* _What to work on_
Which lines below hold the word "entered"? Copy all of them.

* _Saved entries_
● ● ● ● ● ● ●

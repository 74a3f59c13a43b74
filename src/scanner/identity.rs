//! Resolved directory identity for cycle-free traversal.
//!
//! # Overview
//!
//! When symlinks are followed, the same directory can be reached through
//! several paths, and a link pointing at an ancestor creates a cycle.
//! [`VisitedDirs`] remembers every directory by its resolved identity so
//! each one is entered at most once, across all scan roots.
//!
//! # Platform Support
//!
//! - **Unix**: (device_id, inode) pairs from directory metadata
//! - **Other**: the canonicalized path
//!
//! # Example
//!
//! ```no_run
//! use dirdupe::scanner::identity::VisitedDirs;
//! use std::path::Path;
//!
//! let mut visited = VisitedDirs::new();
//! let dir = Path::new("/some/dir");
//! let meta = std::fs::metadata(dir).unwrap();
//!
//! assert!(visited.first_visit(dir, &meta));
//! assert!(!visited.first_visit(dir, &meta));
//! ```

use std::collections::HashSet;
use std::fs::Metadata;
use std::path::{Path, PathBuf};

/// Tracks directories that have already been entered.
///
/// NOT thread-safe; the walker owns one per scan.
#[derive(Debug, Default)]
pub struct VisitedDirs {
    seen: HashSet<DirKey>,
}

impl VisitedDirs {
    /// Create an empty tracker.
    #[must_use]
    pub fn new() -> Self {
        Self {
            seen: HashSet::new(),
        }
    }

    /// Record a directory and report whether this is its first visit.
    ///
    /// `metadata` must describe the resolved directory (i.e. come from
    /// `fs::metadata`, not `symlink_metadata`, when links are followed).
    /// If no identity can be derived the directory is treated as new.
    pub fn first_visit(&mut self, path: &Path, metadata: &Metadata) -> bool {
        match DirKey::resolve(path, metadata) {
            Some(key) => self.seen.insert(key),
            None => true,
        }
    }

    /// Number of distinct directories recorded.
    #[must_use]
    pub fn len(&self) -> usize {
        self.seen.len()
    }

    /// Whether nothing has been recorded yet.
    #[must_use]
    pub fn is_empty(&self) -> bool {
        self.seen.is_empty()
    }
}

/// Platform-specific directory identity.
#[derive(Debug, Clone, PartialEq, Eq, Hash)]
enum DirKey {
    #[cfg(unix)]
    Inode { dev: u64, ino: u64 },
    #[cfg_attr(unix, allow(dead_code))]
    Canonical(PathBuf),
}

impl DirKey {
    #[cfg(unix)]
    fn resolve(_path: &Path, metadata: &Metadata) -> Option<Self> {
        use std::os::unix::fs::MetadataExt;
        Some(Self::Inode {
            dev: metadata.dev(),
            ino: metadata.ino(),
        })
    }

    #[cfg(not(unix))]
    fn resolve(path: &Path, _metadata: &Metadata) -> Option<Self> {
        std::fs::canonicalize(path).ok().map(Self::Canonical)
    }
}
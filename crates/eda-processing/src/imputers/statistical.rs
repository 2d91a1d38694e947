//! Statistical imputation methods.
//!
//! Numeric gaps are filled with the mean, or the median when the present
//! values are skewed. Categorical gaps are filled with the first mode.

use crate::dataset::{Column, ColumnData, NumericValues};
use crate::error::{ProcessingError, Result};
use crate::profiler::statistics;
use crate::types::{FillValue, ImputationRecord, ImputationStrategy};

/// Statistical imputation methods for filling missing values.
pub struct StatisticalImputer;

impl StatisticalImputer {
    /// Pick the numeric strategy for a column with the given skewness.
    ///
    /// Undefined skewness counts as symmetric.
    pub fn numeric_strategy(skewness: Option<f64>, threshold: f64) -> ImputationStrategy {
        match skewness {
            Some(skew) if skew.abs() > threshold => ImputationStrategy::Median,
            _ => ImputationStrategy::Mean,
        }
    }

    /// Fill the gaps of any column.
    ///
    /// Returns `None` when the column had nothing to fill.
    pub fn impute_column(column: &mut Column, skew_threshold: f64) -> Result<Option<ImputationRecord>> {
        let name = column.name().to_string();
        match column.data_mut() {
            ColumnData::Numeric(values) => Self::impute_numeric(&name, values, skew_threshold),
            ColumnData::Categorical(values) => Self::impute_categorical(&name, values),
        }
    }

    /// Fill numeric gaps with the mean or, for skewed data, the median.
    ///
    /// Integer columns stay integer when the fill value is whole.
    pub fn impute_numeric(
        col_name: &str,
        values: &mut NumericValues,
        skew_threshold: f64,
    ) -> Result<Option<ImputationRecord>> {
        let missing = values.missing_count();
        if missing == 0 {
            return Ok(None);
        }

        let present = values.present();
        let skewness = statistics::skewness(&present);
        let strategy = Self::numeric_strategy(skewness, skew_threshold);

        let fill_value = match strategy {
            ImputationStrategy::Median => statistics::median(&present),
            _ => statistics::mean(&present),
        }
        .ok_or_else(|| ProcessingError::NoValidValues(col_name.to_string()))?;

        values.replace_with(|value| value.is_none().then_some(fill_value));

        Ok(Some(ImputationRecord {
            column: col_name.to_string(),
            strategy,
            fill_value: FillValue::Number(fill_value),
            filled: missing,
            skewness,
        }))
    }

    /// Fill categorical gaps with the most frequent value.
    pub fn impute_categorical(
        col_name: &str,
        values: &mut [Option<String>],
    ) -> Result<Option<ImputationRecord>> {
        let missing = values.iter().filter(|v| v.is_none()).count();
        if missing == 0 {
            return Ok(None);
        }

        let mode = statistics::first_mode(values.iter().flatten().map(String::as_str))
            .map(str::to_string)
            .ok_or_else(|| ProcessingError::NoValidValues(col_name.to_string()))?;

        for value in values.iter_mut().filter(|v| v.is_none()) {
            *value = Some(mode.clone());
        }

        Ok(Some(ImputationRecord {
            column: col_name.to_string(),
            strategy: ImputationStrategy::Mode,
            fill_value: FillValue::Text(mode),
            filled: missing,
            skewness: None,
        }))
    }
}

● ● ● ● ● ● ●

* _Result for this exercise_
//! each one is entered at most once, across all scan roots.
/// Tracks directories that have already been entered.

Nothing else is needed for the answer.